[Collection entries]
[Start of Attachment]
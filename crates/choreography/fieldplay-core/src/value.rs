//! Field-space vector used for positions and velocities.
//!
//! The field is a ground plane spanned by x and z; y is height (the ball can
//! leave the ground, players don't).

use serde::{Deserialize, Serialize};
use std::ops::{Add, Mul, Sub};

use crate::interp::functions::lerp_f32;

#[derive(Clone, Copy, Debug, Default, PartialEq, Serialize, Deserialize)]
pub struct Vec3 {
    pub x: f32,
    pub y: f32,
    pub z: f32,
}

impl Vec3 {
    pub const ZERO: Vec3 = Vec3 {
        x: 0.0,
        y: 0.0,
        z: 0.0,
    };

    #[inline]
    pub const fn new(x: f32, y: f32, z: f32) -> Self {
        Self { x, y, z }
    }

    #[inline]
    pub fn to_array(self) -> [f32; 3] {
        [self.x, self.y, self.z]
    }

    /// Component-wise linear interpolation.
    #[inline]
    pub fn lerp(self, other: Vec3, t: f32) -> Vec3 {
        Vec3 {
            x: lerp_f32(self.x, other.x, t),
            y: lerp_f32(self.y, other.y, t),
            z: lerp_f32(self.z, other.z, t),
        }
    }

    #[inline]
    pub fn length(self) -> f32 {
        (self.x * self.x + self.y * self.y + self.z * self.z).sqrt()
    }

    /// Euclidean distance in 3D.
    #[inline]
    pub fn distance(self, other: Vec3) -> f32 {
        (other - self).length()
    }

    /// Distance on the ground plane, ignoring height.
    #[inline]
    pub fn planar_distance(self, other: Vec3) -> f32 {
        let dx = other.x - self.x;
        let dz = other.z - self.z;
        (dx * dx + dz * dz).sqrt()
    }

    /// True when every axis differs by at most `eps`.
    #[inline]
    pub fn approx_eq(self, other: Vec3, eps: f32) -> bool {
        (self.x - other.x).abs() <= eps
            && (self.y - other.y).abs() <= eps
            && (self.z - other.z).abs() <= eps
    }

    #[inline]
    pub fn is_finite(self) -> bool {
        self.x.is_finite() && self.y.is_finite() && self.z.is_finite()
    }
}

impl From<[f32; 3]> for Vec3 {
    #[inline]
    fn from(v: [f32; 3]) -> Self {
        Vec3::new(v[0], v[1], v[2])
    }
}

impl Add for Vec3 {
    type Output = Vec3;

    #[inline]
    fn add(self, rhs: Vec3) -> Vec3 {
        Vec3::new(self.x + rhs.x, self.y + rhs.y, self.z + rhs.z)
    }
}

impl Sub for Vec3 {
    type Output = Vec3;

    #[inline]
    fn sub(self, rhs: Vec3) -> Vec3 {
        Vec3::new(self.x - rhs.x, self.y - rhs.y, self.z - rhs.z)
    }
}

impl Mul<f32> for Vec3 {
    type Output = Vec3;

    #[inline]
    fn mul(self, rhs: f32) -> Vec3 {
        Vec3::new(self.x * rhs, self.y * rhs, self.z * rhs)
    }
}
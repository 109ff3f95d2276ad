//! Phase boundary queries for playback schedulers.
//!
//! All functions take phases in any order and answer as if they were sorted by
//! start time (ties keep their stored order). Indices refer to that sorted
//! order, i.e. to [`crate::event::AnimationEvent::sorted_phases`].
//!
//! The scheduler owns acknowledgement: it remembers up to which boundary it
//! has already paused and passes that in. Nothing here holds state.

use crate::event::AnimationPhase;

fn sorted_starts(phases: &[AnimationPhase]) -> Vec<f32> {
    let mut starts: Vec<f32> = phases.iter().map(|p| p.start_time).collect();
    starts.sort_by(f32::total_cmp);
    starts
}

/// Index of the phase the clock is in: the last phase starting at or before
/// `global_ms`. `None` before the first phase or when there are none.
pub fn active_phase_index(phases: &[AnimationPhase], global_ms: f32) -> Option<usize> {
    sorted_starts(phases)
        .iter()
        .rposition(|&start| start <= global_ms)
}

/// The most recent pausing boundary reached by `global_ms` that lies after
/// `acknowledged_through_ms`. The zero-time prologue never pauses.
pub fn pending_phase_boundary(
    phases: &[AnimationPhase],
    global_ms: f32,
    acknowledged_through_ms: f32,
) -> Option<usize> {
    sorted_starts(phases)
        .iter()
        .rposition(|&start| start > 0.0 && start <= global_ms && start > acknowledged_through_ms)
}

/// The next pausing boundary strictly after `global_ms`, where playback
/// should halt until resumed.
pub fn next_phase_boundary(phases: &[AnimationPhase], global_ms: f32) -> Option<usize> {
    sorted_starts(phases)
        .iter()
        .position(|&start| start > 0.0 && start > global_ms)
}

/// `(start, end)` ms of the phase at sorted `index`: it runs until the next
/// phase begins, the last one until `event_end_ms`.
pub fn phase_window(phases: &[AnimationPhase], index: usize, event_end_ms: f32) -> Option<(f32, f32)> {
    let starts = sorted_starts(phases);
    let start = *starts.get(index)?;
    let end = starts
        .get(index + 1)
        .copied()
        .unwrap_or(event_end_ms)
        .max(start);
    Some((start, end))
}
[End of Attachment]
[Start of Attachment]
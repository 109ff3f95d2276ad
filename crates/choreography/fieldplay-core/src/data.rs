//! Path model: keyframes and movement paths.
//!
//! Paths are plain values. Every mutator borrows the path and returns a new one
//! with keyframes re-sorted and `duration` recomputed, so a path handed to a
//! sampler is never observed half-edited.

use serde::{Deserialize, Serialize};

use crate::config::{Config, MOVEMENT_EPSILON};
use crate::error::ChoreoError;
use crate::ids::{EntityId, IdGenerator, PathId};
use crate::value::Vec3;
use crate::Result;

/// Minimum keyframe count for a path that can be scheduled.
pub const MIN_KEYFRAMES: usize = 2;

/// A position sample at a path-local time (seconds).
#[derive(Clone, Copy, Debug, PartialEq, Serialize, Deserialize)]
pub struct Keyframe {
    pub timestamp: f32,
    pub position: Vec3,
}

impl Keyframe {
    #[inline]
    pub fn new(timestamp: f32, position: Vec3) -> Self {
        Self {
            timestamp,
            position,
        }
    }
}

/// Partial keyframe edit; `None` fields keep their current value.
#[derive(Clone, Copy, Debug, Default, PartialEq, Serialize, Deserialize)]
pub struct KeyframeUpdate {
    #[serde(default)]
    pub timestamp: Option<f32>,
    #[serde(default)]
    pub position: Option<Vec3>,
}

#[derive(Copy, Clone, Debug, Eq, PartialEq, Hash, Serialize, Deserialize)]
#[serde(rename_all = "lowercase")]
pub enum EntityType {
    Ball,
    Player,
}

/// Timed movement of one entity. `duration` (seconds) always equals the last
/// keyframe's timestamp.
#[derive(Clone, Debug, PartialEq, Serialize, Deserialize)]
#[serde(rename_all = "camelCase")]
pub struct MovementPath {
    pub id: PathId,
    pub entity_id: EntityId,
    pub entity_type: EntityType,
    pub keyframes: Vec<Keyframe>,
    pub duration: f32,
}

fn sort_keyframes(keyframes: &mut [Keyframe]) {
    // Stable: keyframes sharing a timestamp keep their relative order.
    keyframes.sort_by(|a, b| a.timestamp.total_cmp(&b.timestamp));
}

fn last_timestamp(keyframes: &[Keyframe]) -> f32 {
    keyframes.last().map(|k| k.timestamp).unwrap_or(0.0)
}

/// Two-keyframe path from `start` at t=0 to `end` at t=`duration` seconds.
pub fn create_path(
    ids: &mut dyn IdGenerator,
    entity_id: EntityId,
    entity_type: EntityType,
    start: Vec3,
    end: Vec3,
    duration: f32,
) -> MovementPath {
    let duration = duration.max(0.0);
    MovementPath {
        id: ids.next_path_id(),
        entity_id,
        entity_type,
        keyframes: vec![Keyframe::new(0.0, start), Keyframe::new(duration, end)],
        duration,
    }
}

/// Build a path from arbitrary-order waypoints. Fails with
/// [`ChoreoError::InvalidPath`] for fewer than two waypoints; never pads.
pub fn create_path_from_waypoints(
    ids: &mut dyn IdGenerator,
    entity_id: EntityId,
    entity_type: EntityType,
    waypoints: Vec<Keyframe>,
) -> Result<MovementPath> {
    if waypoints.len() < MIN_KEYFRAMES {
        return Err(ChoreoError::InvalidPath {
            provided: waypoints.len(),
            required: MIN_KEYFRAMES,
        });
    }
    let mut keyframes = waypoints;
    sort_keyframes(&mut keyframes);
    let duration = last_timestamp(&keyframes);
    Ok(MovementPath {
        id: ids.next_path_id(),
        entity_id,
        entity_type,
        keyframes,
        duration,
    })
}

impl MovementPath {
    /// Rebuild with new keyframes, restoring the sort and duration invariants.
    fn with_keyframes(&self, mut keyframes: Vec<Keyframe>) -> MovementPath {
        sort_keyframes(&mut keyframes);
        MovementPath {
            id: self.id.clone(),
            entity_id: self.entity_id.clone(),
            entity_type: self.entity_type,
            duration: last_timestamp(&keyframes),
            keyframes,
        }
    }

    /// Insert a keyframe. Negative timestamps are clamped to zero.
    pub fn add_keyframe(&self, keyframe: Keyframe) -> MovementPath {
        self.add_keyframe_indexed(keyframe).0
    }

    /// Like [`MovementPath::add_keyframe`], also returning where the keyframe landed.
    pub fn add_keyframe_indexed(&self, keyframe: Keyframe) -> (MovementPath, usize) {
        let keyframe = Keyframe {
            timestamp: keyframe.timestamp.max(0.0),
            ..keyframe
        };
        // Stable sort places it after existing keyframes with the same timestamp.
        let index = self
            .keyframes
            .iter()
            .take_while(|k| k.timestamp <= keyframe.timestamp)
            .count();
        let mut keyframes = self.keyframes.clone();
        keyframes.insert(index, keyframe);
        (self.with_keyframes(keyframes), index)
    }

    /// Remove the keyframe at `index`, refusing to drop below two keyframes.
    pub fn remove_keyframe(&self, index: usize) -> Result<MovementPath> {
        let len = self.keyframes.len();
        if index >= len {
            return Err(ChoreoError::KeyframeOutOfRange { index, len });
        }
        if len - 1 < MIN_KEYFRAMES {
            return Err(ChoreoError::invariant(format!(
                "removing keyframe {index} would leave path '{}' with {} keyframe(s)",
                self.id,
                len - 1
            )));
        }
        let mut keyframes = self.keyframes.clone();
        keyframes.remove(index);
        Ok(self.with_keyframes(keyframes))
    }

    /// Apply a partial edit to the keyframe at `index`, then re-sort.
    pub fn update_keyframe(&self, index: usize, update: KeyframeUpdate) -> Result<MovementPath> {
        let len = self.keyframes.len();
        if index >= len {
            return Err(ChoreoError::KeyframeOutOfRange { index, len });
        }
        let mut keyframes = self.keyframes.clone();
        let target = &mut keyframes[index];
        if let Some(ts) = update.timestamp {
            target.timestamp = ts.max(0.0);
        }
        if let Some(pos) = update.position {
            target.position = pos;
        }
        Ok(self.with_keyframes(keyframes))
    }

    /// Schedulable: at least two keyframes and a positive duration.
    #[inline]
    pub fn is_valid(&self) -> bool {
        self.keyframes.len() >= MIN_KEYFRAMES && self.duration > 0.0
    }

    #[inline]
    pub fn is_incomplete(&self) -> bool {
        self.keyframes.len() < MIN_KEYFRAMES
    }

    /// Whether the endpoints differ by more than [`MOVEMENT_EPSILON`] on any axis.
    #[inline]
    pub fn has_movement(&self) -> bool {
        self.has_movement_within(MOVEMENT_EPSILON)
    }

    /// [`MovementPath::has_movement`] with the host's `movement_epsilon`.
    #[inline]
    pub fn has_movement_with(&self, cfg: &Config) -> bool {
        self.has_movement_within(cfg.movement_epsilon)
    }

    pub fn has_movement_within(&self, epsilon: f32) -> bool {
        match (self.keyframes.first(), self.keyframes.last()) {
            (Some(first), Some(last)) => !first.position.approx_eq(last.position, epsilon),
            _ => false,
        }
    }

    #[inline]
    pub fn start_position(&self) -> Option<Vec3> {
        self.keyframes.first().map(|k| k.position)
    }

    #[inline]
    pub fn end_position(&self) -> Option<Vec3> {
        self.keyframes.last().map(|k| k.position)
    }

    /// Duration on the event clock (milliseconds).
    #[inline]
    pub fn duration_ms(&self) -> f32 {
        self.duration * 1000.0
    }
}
[End of Attachment]
> What you will do
Where a line above holds the string "struct", show that line.

> Task solution
pub struct Vec3 {
pub struct Keyframe {
pub struct KeyframeUpdate {
pub struct MovementPath {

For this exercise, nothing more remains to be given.